Mi mamá sufrió decenas de crisis esquizofrénicas a lo largo de los años. Pero ella era una persona fea mucho antes de que una enfermedad mental la convirtiera en un monstruo. A mediados de mi adolescencia, mi mamá dejó de existir.
Su cuerpo no murió, pero sí su mente. Durante años traté de ser una buena niña y fingir tener conversaciones con ella que no llevaban a ninguna parte. Excepto que a veces sus ojos se enfocaban y comenzaba a hacer comentarios pasivo-agresivos sobre mi peso, mi cabello o mis planes profesionales.
Así que finalmente dejé de hacer visitas. Ahora vive en una instalación, casi sola. Ya nadie se acerca. A veces me siento triste por ella. Pero sé lo que me hace su presencia y no puedo permitírmelo. Tengo mi propio futuro, carrera y familia. Otras personas dependen de mí. Así que me mantengo alejado.
Las mamás de otras personas me desconciertan. Ninguno de ellos es perfecto. Pero la mayoría de ellos han hecho un trabajo sorprendentemente decente.
Veo a mi cónyuge abrazar a su mamá en Navidad y me pregunto cómo se debe sentir eso. Pero no lo envidio ni por un segundo. Es sólo una curiosidad.
A veces me miro al espejo y veo a mi mamá. Por un lado, es una bendición. Por fuera, mi mamá era hermosa.
Todos los días la siento en mí. No en el buen sentido. Siento su necesidad de juzgar. Odiar. Vivir en constante sospecha y desconfianza.
Mi mamá no tenía amigos. Los empujó hasta el final. Me recuerdo a mí mismo que no debo cometer los mismos errores que ella.
Y, sin embargo, su paranoia y su crítica implacable, una vez refinadas, se han convertido en herramientas útiles. Me impiden volverme demasiado complaciente, demasiado confiado o demasiado dependiente de otras personas.
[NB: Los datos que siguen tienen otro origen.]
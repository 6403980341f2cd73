//! dock-monitor
//!
//! Background agent that detects a USB docking station being connected or
//! disconnected and switches audio profile, restarts devices and resets the
//! display accordingly.

use anyhow::{Context, Result, bail};
use clap::{Parser, Subcommand};
use common::{ConfigError, ThreadSleeper, setup_logging};
use monitor::app;
use monitor::config::{self, MonitorConfig};
use monitor::detect::{self, DetectOptions};
use monitor::usb::UsbEnumerator;
use std::sync::Arc;
use tokio::signal;
use tracing::{error, info};

#[derive(Parser, Debug)]
#[command(name = "dock-monitor")]
#[command(
    author,
    version,
    about = "Dock Monitor - React to a USB docking station being connected or disconnected"
)]
#[command(long_about = "
Polls the set of attached USB devices and classifies the machine as docked
when any configured dock indicator device is present. On docking it restarts
the configured devices and loads the docked audio profile; on undocking it
loads the undocked audio profile and optionally resets the display mode.

EXAMPLES:
    # Run with default config
    dock-monitor

    # Run with custom config
    dock-monitor --config ~/dock/monitor.toml

    # Find the dock's devices and store them in the config
    dock-monitor detect --write --save-audio

    # List USB devices with their ids
    dock-monitor --list-devices

    # Run with debug logging
    dock-monitor --log-level debug

CONFIGURATION:
    The monitor reads its configuration from:
    1. Path specified with --config
    2. <config dir>/dock-monitor/monitor.toml
    A default file is written there if none exists.
")]
struct Args {
    /// Path to configuration file
    #[arg(short, long, value_name = "PATH", global = true)]
    config: Option<String>,

    /// Save default configuration and exit
    #[arg(long)]
    save_config: bool,

    /// List USB devices and exit
    #[arg(long)]
    list_devices: bool,

    /// Log level (trace, debug, info, warn, error)
    #[arg(short, long, value_name = "LEVEL", global = true)]
    log_level: Option<String>,

    #[command(subcommand)]
    command: Option<Command>,
}

#[derive(Subcommand, Debug)]
enum Command {
    /// Detect the docking station's devices interactively
    Detect {
        /// Write detected devices to dock.indicator_devices
        #[arg(long)]
        write: bool,

        /// Also save docked/undocked audio profiles
        #[arg(long)]
        save_audio: bool,
    },
}

#[tokio::main]
async fn main() -> Result<()> {
    let args = Args::parse();

    let config_path = args
        .config
        .as_deref()
        .map(config::expand_path)
        .unwrap_or_else(MonitorConfig::default_path);

    if args.save_config {
        MonitorConfig::default()
            .save(&config_path)
            .context("Failed to save configuration")?;
        println!("Configuration saved to: {}", config_path.display());
        return Ok(());
    }

    if let Some(Command::Detect { write, save_audio }) = args.command {
        let _guard = setup_logging(args.log_level.as_deref().unwrap_or("info"), None)
            .context("Failed to setup logging")?;
        return detect::run(config_path, DetectOptions { write, save_audio });
    }

    if args.list_devices {
        let _guard = setup_logging(args.log_level.as_deref().unwrap_or("info"), None)
            .context("Failed to setup logging")?;
        return list_devices_mode();
    }

    let config = match MonitorConfig::load(Some(config_path)) {
        Ok(config) => config,
        Err(ConfigError::Missing(path)) => {
            MonitorConfig::default()
                .save(&path)
                .context("Failed to create default configuration")?;
            bail!(
                "Created new configuration file: {}. Add dock.indicator_devices (see `dock-monitor detect`) and restart.",
                path.display()
            );
        }
        Err(e) => return Err(e).context("Failed to load configuration"),
    };

    // Use CLI log level if specified, otherwise use config value
    let log_level = args
        .log_level
        .as_deref()
        .unwrap_or(&config.monitor.log_level);
    let log_file = config.log_file();

    let _guard = setup_logging(log_level, log_file.as_deref()).context("Failed to setup logging")?;

    info!("dock-monitor v{}", env!("CARGO_PKG_VERSION"));
    info!("Log level: {}", log_level);
    if let Some(path) = &log_file {
        info!("Logging to: {}", path.display());
    }

    run_monitor(config).await
}

/// List USB devices and exit
fn list_devices_mode() -> Result<()> {
    let devices = UsbEnumerator::new()
        .describe()
        .context("Failed to enumerate USB devices")?;

    if devices.is_empty() {
        println!("No USB devices found.");
    } else {
        println!("Found {} USB device(s):\n", devices.len());
        for device in devices {
            println!("  {}  {}", device.id, device.label());
            println!(
                "      Bus {:03} Device {:03}",
                device.bus_number, device.device_address
            );
        }
    }

    Ok(())
}

/// Poll on a dedicated thread until Ctrl+C
///
/// The loop itself has no cancellation; returning from main ends the
/// process, abandoning any in-flight helper command.
async fn run_monitor(config: MonitorConfig) -> Result<()> {
    let mut monitor = app::build_monitor(&config, Arc::new(ThreadSleeper));

    let (exit_tx, exit_rx) = tokio::sync::oneshot::channel::<()>();
    let _monitor_thread: std::thread::JoinHandle<()> = std::thread::Builder::new()
        .name("dock-monitor".to_string())
        .spawn(move || {
            // Dropped if the loop ever unwinds out
            let _exit = exit_tx;
            monitor.run();
        })
        .context("Failed to spawn monitor thread")?;

    info!("Press Ctrl+C to stop");

    tokio::select! {
        result = signal::ctrl_c() => {
            match result {
                Ok(()) => info!("Received Ctrl+C, shutting down"),
                Err(e) => error!("Error waiting for Ctrl+C: {}", e),
            }
            Ok(())
        }
        _ = exit_rx => {
            error!("Monitor thread stopped unexpectedly");
            bail!("Monitor thread stopped unexpectedly")
        }
    }
}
Ya hace mucho que superé la decisión de perdonar o reunirme con mi madre. A pesar de todo, su abuso me obligó a evolucionar y adaptarme. No anhelo alguien diferente, que me hubiera mecido hasta dormir y que me hubiera cantado, que me hubiera mostrado amor y apoyo incondicionales.
Algunos de nosotros deberíamos dejar de atarnos al mito de la reconciliación. No va a suceder. La mente de mi mamá es el queso suizo. Ella no sabe quién soy. Y no voy a hacer un peregrinaje equivocado a casa en busca de un atisbo de reconocimiento. Nunca tuve su amor. Y ahora sé que, para empezar, nunca lo necesité. La adversidad nos define, de una forma u otra. Lo enfrentaremos como niños o como adultos. O ambos.